Venerable Xuanzang, is also known as Hiuen Tsang, was a Buddhist monk, traveler, scholar, linguist, debater, writer and humanitarian par excellence. He traveled through the silk route to India during the 7th century when King Harshavardhana, ruled the northern part of India. Xuanzang’s journey to India and back to China lasted seventeen years from 629 and 645. Hiuen Tsang was not the first monk to travel to India from China, Ven Faxian preceded him, however, Xuanzang’s mark on history remains impeccable and eternal. Born during the Tang dynasty, Hiuen’s journey is well chronicled in the book Great Tang Records on the Western Regions, written on the suggestion of Emperor Taizong. A folk hero and highly revered within the Chinese culture, Xuanzang is immortalized in the heroic Ming novel Journey to the West by Wu Cheng’en. The journey remains hugely significant on multiple dimensions especially in understanding the prevailing art, culture, and religious practices in India. According to Dorothy Wong, an expert on Buddhist art in medieval China; Xuanzang, a highly revered figure in China is credited with translating Yogacara, which became the foundation for Nara Buddhism in Japan.

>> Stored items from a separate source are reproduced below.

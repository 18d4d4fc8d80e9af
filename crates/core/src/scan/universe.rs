use crate::domain::classification::Exchange;
use std::collections::BTreeSet;

// Static universe of major listed symbols per exchange, roughly the top of
// each board by market cap. The raw lists contain a few repeats; enumeration
// dedupes preserving first occurrence so scan order stays deterministic.
const HOSE_SYMBOLS: &[&str] = &[
    "VCB", "VHM", "VIC", "VNM", "HPG", "TCB", "MSN", "MBB", "FPT", "VPB",
    "VRE", "CTG", "BID", "GAS", "PLX", "POW", "SSI", "MWG", "SAB", "HDB",
    "STB", "VJC", "ACB", "GVR", "TPB", "PDR", "REE", "VCG", "NVL", "DGC",
    "BCM", "KDH", "VHC", "VCI", "HCM", "DIG", "VGC", "CTD", "VIB", "PNJ",
    "DCM", "DXG", "GMD", "HT1", "KBC", "MBB", "NT2", "PVD", "SBT", "VPI",
    "BVH", "CII", "DPM", "FCN", "HAG", "HNG", "HSG", "ITA", "KDC", "LGC",
    "NLG", "PC1", "PPC", "PVT", "SCS", "SHB", "SSB", "VCS", "VGS", "VHG",
    "DHG", "DPR", "DRC", "DVP", "EIB", "EVF", "GEG", "GMD", "HCM", "HDC",
    "HHS", "HQC", "HT1", "IDC", "IJC", "KBC", "KDC", "KDH", "LCG", "LDG",
    "LPB", "MBB", "MSB", "NAF", "NBB", "NHA", "NT2", "NVT", "OCB", "PDN",
];

const HNX_SYMBOLS: &[&str] = &[
    "PVS", "CEO", "SHS", "PVI", "HUT", "VCG", "PVX", "DBC", "TNG", "PLC",
    "NRC", "VIG", "BAB", "NDN", "PVB", "DXP", "TIG", "VGP", "PVG", "HHC",
    "DTD", "VCS", "SLS", "VC3", "PVE", "L14", "LIG", "DTT", "DQC", "AMC",
];

fn symbols_for(exchange: Exchange) -> &'static [&'static str] {
    match exchange {
        Exchange::Hose => HOSE_SYMBOLS,
        Exchange::Hnx => HNX_SYMBOLS,
    }
}

/// Enumerates the symbol universe for the requested exchanges, in list
/// order, with duplicates removed (first listing wins, so a dual-listed
/// symbol is tagged with the first requested exchange that carries it).
pub fn universe(exchanges: &[Exchange]) -> Vec<(&'static str, Exchange)> {
    let mut seen = BTreeSet::new();
    let mut out = Vec::new();
    for &exchange in exchanges {
        for &symbol in symbols_for(exchange) {
            if seen.insert(symbol) {
                out.push((symbol, exchange));
            }
        }
    }
    out
}

/// Best-effort exchange tag for a symbol outside a full enumeration (used
/// when refreshing cache entries). HOSE takes precedence for dual listings,
/// matching `universe` ordering; unknown symbols default to HOSE.
pub fn exchange_for_symbol(symbol: &str) -> Exchange {
    let s = symbol.trim().to_ascii_uppercase();
    if HOSE_SYMBOLS.contains(&s.as_str()) {
        Exchange::Hose
    } else if HNX_SYMBOLS.contains(&s.as_str()) {
        Exchange::Hnx
    } else {
        Exchange::Hose
    }
}

#[cfg(test)]
mod tests {
    use super::*;

    #[test]
    fn universe_has_no_duplicates() {
        let all = universe(&[Exchange::Hose, Exchange::Hnx]);
        let unique: BTreeSet<&str> = all.iter().map(|(s, _)| *s).collect();
        assert_eq!(unique.len(), all.len());
        assert!(all.len() >= 100);
    }

    #[test]
    fn dual_listed_symbol_tags_first_requested_exchange() {
        // VCG appears on both boards; with HOSE requested first it is HOSE.
        let all = universe(&[Exchange::Hose, Exchange::Hnx]);
        let vcg = all.iter().find(|(s, _)| *s == "VCG").unwrap();
        assert_eq!(vcg.1, Exchange::Hose);

        let hnx_only = universe(&[Exchange::Hnx]);
        let vcg = hnx_only.iter().find(|(s, _)| *s == "VCG").unwrap();
        assert_eq!(vcg.1, Exchange::Hnx);
    }

    #[test]
    fn enumeration_order_is_stable() {
        let a = universe(&[Exchange::Hose]);
        let b = universe(&[Exchange::Hose]);
        assert_eq!(a, b);
        assert_eq!(a[0].0, "VCB");
    }

    #[test]
    fn exchange_lookup_prefers_hose_and_defaults_to_hose() {
        assert_eq!(exchange_for_symbol("PVS"), Exchange::Hnx);
        assert_eq!(exchange_for_symbol("vcb"), Exchange::Hose);
        assert_eq!(exchange_for_symbol("VCG"), Exchange::Hose);
        assert_eq!(exchange_for_symbol("ZZZ"), Exchange::Hose);
    }
}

Pic: Venerable Xuanzang Wikipedia
# 600 BC onwards Chinese History in a Nutshell
The Chinese civilization embodies benevolence, wisdom, discipline, self-respect, family values, and constant innovation as some of its guiding principles for long-lasting propagation. The Han dynasty was not the first imperial kingdom to unite China, it was The Qin Dynasty. But historians consider the Han dynasty as the first breakout dynasty within the imperial saga, laying down the structure of an enduring civilization. The emergence of imperial China is marked by the birth of other major dynasties around the world that are either contemporaries or founded before the advent of the Han dynasty. Cyrus the Great, founded The Achaemenid Empire, the first Persian empire and the largest in the ancient world. Alexander The Great, brought the Greek civilization to its high point leaving a legacy as a General to be only matched by Julius Caesar. Caesar remains one of the most followed Generals even today. Caesar’s assignation led to the genesis of the Roman empire. The Maurya Empire (established in 322 BC) in India like the Han empire, characterizes the Golden age of Indian civilization and remains one of the greatest civilizations of all time. The Mayans in Mesoamerica captivated the world through art, culture, and the best sustainable agricultural practices in the world. Mayan civilization remains one of the most peaceful civilizations of the world, an apogee of wonder, engineering, and connectedness. Among the major philosophers, Confucius’s contribution to society is perhaps the greatest considering his teachings are the bedrock of the foundation of the Chinese civilization.
Han empire’s first emperor, Gaozu revived Confucianism, and Wu the Great cemented Confucius thought as the central tenet of Imperial China.